Num balanço rápido, muita da informação fornecida pela DGS e difundida sem crítica pela comunicação social deixa numerosos dados por explicar, devido quanto mais não seja à linguagem opaca com que as séries de dados são designadas, isto para não falar das omissões deliberadas! As omissões mais graves, cujo rasto será impossível de recuperar a posteriori, são as que dizem respeito aos óbitos, nomeadamente as mortes por concelhos de residência, assim como o lugar das mortes (hospital, casa, «lar de idosos», etc.).
Quanto aos óbitos por faixas etárias e por sexo dos falecidos, os dados existem mas só figuram em informações menos divulgadas da DGS (por exemplo, não figuram no «Observador») e todavia constituem um dos aspectos demográficos mais complexos do ponto de vista médico. Porquê? Porque se trata à partida de pessoas idosas de saúde frágil cuja morte pode até não ter sido provocada directamente pelo coronavírus mas apenas acelerada por ele… Ora, trata-se da percentagem muito elevada de óbitos registados nas faixas etárias dos 70-79 anos (mais mulheres que homens) e, sobretudo, dos 80 em diante (mais homens que mulheres).
Que explicação? Ora, o perfil de mortalidade da pandemia não é diferente do da população em geral, assim como o número divulgado pela DGS pouco peso relativo tem tido até aqui na mortalidade habitual em Portugal, ou seja, o número de óbitos por Covid-19 é equivalente a menos de dois dias segundo a média diária nos últimos doze anos.
Esta deliberada opacidade dos dados oficiais manifesta-se, além disso, na obscura terminologia da DGS. Passo a nomear: por exemplo, o que são «amostras»? Trata-se das alegadas centenas de milhar de testes realizados – por quem? Onde? Quando? Quantas «amostras» de cada tipo? Há mesmo umas «amostras processadas» cujo número não é fornecido! E de que são concretamente «suspeitos» mais de 150.000 pessoas? Continuam a ser «suspeitos»? Há mais de 26.000 «em vigilância»: são outros tantos «suspeitos»? Fizeram-lhes testes? Em que condições deixam de ser «vigiados»? Mais de 4 mil «aguardam resultado» mas não se sabe de quê? Quando chegam ao fim da espera, são para juntar a que outra categoria? Às «amostras»? Aos «suspeitos»? Aos «vigiados? Informação inútil!
Além disso, há um número aparentemente baixo de «internados»: é o número diário tendo em conta as entradas e as saídas? Porque não se indica o número de todas as pessoas que passaram por um internamento e por quanto tempo em média? E o que significam, para os leigos, essas escassas centenas de «UCIs» (presume-se que se trata dos cuidados intensivo)? Quantas camas e ventiladores há disponíveis? Trata-se do volume diário resultante das entradas, saídas e óbitos? Em suma, pergunta-se: a DGS não sabe ou não quer apresentar estatísticas que o público perceba?

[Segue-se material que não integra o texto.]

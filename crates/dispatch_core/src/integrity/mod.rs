//! Location plausibility checks over the fanned-out sample stream.
//!
//! Consecutive samples per worker are compared; an implied speed above the
//! ceiling is a jump. Each jump is recorded, costs the worker trust, and is
//! announced on the fraud exchange.

pub mod detector;
pub mod ledger;
pub mod monitor;

pub use detector::{jump_confidence, JumpAssessment, JumpDetector};
pub use ledger::{AnomalyLog, AnomalyRecord, InMemoryAnomalyLog, InMemoryTrustLedger, TrustLedger};
pub use monitor::{integrity_subscription, integrity_supervisor, IntegrityMonitor, IntegritySettings};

Por fim, temos o silêncio tipicamente ideológico acerca do «sector privado»: sabe-se que este sector fez inúmeros testes, assim como consultou e hospitalizou um número desconhecido de «casos», mas não se sabe qunatos se traduziram por curas ou por óbitos… O governo podia e talvez até devesse ter «mobilizado temporariamente» as instalações de saúde privadas ao abrigo do «estado de emergência», mas não quis fazê-lo, provavelmente para não pagar as despesas de funcionamento, e reduziu o sector privado ao silêncio, como se este não existisse e não representasse um terço da despesa em saúde em Portugal.
Em suma: foi esta forma deliberada e generalizada de desinformação acerca da pandemia que tornou impossível aos cidadãos responderem às inquietantes dúvidas que agora o primeiro-ministro revela acerca da escolha entre continuar o confinamento ou resgatar a economia!